The building covers almost entire irregularly shaped lot, on the corner of Students' Square and 1300 Kaplara Street. To the west, the lot was separated from the neighbouring lots by a one-way alley, whereas to the north it borders the line of residential and business objects as well as with the newly built Belgrade Philharmonic Orchestra building. Since it was built in phases, on the irregularly shaped lot, the building does not have its naturally developed structure. The layout and the architecture directly followed the changeable intentions of the investor. In general, the object bears the characteristics of moderate academism specific for the Belgrade of that time, and it does not differ a lot from many similar objects from the same period. There is an engraved inscription on the front facade "Ilija M. Kolarac Endowment".

== Cultural monument ==

The Kolarac People's University Building is the building of the monumental value, first of all because of its purpose and irreplaceable cultural role. It is conceived as the institution which through the cycles of lectures and other forms of education at the highest expert and scientific level, affects the development of the cultural environment. The lectures include various areas of human knowledge, from medicine, technics, philosophy, to the History of Art, and refer to world accomplishments as well as to the researches in local environment. The acoustic hall is particularly valuable, and even nowadays it is the venue of gathering of the music youth and the place of live concert activities.
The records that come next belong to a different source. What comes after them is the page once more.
#![allow(dead_code)]

use affiliate_tracker::application::services::hash_token;
use affiliate_tracker::domain::clock::ManualClock;
use affiliate_tracker::domain::entities::{NewPartner, NewProduct, ProductType};
use affiliate_tracker::domain::fraud::FraudPolicy;
use affiliate_tracker::domain::repositories::{RegistryRepository, TokenRepository};
use affiliate_tracker::infrastructure::memory::InMemoryStore;
use affiliate_tracker::routes::{RouterOptions, api_router};
use affiliate_tracker::state::{AppState, Repositories, ServiceSettings};
use axum::extract::ConnectInfo;
use axum_test::TestServer;
use chrono::{DateTime, TimeDelta, TimeZone, Utc};
use std::net::SocketAddr;
use std::sync::Arc;
use tower::Layer;

pub const SIGNING_SECRET: &str = "test-signing-secret";
pub const ADMIN_TOKEN: &str = "test-admin-token";
pub const ATTRIBUTION_DAYS: i64 = 30;

pub const ACTIVE_PARTNER: &str = "P1";
pub const ACTIVE_PRODUCT: &str = "X1";
pub const INACTIVE_PRODUCT: &str = "X2";
pub const INACTIVE_PARTNER: &str = "P2";
pub const INACTIVE_PARTNER_PRODUCT: &str = "Y1";
pub const APPLICATION_URL: &str = "https://bank.example/apply";

/// Everything a test needs to drive the API and inspect its effects.
pub struct TestApp {
    pub server: TestServer,
    pub state: AppState,
    pub clock: Arc<ManualClock>,
    pub store: Arc<InMemoryStore>,
}

impl TestApp {
    pub fn auth_header(&self) -> String {
        format!("Bearer {ADMIN_TOKEN}")
    }
}

pub fn start_time() -> DateTime<Utc> {
    Utc.with_ymd_and_hms(2026, 3, 1, 12, 0, 0).unwrap()
}

/// Seeds the registry:
///
/// - `P1` (active) owning `X1` (active) and `X2` (inactive)
/// - `P2` (inactive) owning `Y1` (active)
pub async fn seed_registry(store: &InMemoryStore) {
    store
        .create_partner(partner(ACTIVE_PARTNER, "Acme Bank", true, Some(0.1)))
        .await
        .unwrap();
    store
        .create_partner(partner(INACTIVE_PARTNER, "Dormant Credit", false, None))
        .await
        .unwrap();

    store
        .create_product(product(ACTIVE_PRODUCT, ACTIVE_PARTNER, ProductType::PersonalLoan, true))
        .await
        .unwrap();
    store
        .create_product(product(INACTIVE_PRODUCT, ACTIVE_PARTNER, ProductType::CreditCard, false))
        .await
        .unwrap();
    store
        .create_product(product(
            INACTIVE_PARTNER_PRODUCT,
            INACTIVE_PARTNER,
            ProductType::HomeLoan,
            true,
        ))
        .await
        .unwrap();
}

fn partner(id: &str, name: &str, is_active: bool, commission_rate: Option<f64>) -> NewPartner {
    NewPartner {
        id: id.to_string(),
        name: name.to_string(),
        website: Some(format!("https://{}.example", id.to_lowercase())),
        commission_rate,
        is_active,
    }
}

fn product(id: &str, partner_id: &str, product_type: ProductType, is_active: bool) -> NewProduct {
    NewProduct {
        id: id.to_string(),
        partner_id: partner_id.to_string(),
        name: format!("Product {id}"),
        product_type,
        application_url: APPLICATION_URL.to_string(),
        is_active,
    }
}

pub fn test_settings() -> ServiceSettings {
    ServiceSettings {
        attribution_window: TimeDelta::days(ATTRIBUTION_DAYS),
        fraud_policy: FraudPolicy::default(),
        token_signing_secret: SIGNING_SECRET.to_string(),
        cookie_secure: false,
        behind_proxy: true,
    }
}

/// Builds a seeded in-memory application with a manual clock.
pub async fn create_test_app() -> TestApp {
    let store = Arc::new(InMemoryStore::new());
    seed_registry(&store).await;

    let token_hash = hash_token(SIGNING_SECRET, ADMIN_TOKEN).unwrap();
    store.create_token("test", &token_hash).await.unwrap();

    let clock = Arc::new(ManualClock::new(start_time()));
    let state = AppState::new(
        Repositories::in_memory(store.clone()),
        test_settings(),
        clock.clone(),
    );

    let app = api_router(state.clone(), RouterOptions { rate_limit: false })
        .layer(MockConnectInfoLayer);
    let server = TestServer::new(app).unwrap();

    TestApp {
        server,
        state,
        clock,
        store,
    }
}

/// Tracks a click through the API and returns its tracking id.
pub async fn track_click(app: &TestApp, ip: &str) -> String {
    let response = app
        .server
        .post("/api/affiliate/track")
        .add_header("X-Forwarded-For", ip)
        .json(&serde_json::json!({
            "partnerId": ACTIVE_PARTNER,
            "productId": ACTIVE_PRODUCT,
        }))
        .await;
    response.assert_status(axum::http::StatusCode::CREATED);

    let body: serde_json::Value = response.json();
    body["trackingId"].as_str().unwrap().to_string()
}

#[derive(Clone)]
pub struct MockConnectInfoLayer;

impl<S> Layer<S> for MockConnectInfoLayer {
    type Service = MockConnectInfoService<S>;

    fn layer(&self, inner: S) -> Self::Service {
        MockConnectInfoService { inner }
    }
}

#[derive(Clone)]
pub struct MockConnectInfoService<S> {
    inner: S,
}

impl<S, B> tower::Service<axum::http::Request<B>> for MockConnectInfoService<S>
where
    S: tower::Service<axum::http::Request<B>> + Clone + Send + 'static,
    S::Future: Send + 'static,
    B: Send + 'static,
{
    type Response = S::Response;
    type Error = S::Error;
    type Future = S::Future;

    fn poll_ready(
        &mut self,
        cx: &mut std::task::Context<'_>,
    ) -> std::task::Poll<Result<(), Self::Error>> {
        self.inner.poll_ready(cx)
    }

    fn call(&mut self, mut req: axum::http::Request<B>) -> Self::Future {
        let addr: SocketAddr = "127.0.0.1:12345".parse().unwrap();
        req.extensions_mut().insert(ConnectInfo(addr));
        self.inner.call(req)
    }
}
It is known as the most acoustic if not the only really acoustic hall in Belgrade. That is why it is the concerts of the most famous musicians in the world are organized in that hall. Except for the great hall, there is also a small hall on the first floor, where various lectures and promotions are held every day. Usually, these lectures are organized in cycles, and are held on certain days. Kolarac People's University is also important as the representative of the idea of endowment which remained preserved up to present time, and which enriched Belgrade for some of the most representative buildings. The programme concept of the art gallery on the ground floor is directed towards the artistic work of the young visual artists. One part of the Gallery is reserved for the selling of the artistic works of the artists who displayed their works in the Gallery. The bookshop "Aleksandar Belić" is oriented towards selling books from humanistic and social sciences. The People's University Building was declared as the cultural monument (The Decision, "The Official Gazette of the City of Belgrade", no. 23/84).